**RECORD EXCERPTS**
--

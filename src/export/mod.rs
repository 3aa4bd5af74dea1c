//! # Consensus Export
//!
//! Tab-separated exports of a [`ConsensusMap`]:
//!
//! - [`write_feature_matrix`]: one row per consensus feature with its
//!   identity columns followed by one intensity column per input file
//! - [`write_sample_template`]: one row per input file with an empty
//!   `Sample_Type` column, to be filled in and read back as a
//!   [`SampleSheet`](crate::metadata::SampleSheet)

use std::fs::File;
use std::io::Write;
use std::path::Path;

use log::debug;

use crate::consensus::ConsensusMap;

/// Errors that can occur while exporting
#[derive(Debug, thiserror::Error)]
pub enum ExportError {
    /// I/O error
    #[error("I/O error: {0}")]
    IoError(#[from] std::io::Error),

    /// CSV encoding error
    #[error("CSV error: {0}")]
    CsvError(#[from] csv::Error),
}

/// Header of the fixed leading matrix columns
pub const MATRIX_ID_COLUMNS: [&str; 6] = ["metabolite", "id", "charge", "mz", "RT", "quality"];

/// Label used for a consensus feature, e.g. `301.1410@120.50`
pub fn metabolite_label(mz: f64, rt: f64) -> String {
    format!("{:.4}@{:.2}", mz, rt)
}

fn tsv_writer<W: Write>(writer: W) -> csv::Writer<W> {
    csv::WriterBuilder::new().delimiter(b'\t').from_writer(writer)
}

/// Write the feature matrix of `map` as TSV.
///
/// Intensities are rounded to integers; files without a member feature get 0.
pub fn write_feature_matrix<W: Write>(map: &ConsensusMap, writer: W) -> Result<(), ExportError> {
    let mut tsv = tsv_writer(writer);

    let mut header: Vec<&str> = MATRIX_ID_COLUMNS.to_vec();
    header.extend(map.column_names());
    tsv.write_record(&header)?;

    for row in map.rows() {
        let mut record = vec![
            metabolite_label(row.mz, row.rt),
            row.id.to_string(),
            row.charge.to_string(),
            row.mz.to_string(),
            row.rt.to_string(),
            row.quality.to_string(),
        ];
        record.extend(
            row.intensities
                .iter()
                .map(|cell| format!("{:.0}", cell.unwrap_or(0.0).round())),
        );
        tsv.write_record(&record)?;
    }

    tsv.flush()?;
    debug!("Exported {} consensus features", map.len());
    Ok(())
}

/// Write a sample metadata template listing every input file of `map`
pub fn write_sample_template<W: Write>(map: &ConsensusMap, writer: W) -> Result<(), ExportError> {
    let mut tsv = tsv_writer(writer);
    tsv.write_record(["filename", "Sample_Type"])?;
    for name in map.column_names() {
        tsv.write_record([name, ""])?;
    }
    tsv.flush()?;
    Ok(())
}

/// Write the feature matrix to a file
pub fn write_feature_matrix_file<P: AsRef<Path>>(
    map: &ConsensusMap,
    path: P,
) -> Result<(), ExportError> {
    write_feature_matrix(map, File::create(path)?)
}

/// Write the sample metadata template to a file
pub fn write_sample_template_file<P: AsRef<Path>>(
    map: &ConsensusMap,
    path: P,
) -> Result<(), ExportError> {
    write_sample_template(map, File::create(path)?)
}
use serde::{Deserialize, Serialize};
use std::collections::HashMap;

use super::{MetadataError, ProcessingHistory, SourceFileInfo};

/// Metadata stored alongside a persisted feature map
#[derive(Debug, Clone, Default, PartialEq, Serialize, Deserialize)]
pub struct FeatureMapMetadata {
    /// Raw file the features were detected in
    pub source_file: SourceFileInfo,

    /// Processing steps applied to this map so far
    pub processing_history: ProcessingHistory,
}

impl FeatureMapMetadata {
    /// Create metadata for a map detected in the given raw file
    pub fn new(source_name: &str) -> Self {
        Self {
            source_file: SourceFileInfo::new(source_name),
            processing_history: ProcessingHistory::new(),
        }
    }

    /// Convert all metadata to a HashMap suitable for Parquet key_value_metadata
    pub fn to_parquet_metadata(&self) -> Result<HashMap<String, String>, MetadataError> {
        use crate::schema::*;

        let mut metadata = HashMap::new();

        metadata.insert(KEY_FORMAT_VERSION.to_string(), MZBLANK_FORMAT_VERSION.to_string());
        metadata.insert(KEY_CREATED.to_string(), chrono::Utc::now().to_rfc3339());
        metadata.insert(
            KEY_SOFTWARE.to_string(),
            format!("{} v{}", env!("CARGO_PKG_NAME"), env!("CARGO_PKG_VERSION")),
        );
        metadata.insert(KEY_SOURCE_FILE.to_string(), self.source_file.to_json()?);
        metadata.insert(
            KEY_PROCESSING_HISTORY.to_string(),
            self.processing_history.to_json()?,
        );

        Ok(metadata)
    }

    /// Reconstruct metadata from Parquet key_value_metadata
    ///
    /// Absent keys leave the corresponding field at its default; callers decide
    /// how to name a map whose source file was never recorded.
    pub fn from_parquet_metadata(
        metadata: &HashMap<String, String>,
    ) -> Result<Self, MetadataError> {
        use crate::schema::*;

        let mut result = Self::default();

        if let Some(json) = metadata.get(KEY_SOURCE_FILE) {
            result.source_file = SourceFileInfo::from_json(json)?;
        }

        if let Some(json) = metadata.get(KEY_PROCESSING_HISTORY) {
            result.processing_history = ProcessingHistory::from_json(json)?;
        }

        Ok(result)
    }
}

--

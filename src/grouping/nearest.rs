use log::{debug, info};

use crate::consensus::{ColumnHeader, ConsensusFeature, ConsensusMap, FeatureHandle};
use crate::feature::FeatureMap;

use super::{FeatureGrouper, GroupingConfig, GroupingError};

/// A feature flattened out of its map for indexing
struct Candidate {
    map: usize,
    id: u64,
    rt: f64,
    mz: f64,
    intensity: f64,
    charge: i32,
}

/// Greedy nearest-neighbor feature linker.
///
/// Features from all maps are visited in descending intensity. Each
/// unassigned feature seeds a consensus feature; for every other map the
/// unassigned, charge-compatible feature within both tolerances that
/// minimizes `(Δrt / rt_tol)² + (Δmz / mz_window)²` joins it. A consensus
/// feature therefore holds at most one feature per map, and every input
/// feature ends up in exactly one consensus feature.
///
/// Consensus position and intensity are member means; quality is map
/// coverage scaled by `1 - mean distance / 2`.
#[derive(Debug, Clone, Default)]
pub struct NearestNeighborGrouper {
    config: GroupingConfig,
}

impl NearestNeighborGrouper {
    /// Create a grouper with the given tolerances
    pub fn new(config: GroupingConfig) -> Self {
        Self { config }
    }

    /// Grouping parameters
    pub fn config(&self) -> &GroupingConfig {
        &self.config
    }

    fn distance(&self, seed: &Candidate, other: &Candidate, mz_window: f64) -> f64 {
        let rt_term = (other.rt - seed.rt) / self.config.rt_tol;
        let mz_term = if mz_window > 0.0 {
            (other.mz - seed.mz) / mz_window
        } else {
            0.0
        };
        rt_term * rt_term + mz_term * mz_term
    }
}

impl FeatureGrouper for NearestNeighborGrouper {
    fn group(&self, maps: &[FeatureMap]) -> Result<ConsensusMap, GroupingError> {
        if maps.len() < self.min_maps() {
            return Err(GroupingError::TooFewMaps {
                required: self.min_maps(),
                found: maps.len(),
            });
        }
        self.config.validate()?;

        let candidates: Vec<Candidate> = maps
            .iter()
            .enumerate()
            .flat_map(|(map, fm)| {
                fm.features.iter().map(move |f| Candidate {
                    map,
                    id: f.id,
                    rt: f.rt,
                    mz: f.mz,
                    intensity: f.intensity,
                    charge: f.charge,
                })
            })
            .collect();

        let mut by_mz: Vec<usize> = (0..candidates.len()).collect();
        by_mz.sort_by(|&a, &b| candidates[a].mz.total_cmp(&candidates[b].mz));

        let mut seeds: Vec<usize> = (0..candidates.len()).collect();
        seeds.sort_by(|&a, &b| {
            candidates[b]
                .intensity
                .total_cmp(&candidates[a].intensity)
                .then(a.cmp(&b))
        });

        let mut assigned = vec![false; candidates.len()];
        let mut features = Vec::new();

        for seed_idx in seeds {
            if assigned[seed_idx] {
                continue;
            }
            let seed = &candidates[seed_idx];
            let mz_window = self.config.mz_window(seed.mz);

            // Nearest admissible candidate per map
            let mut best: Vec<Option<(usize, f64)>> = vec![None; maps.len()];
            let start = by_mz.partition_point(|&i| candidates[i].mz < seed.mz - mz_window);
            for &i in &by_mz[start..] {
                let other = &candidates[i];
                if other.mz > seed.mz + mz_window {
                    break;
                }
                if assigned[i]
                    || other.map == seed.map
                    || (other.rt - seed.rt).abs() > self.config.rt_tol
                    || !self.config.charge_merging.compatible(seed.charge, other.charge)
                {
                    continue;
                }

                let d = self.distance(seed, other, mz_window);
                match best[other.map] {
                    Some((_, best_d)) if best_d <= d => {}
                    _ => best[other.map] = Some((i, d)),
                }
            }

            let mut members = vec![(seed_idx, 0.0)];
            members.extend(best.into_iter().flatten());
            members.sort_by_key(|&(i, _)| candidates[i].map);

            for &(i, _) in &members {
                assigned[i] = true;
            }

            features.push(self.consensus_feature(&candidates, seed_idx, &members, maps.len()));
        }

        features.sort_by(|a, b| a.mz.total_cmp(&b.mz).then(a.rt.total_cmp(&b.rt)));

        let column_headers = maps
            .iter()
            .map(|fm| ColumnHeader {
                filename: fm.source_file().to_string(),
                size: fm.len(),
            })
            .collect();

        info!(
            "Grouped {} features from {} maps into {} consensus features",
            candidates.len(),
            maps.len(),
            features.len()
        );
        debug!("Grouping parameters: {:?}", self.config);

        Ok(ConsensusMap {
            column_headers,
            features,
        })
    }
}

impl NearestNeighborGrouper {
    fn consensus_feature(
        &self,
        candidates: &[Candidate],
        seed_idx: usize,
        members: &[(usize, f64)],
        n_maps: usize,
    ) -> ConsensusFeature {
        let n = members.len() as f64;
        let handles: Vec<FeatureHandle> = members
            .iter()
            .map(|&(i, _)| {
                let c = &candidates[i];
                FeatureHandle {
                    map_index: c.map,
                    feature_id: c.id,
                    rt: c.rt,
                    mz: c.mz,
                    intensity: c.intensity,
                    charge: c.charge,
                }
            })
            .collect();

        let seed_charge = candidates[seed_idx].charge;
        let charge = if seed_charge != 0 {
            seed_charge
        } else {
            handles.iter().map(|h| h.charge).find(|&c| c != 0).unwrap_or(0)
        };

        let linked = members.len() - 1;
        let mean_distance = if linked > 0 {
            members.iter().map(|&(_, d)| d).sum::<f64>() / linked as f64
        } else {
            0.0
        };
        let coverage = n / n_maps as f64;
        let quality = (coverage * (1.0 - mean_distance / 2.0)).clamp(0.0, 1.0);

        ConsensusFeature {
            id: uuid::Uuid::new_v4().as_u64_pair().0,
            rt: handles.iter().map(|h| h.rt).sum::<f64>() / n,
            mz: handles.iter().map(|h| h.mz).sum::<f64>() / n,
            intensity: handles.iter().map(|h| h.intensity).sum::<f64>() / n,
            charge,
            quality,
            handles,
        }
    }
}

--

**PROBLEM REQUIREMENTS**
Go through the entries and return each line where the word "seeds" occurs.

**RESPONSE FOR THIS EXERCISE**
/// unassigned feature seeds a consensus feature; for every other map the
        let mut seeds: Vec<usize> = (0..candidates.len()).collect();
        seeds.sort_by(|&a, &b| {
        for seed_idx in seeds {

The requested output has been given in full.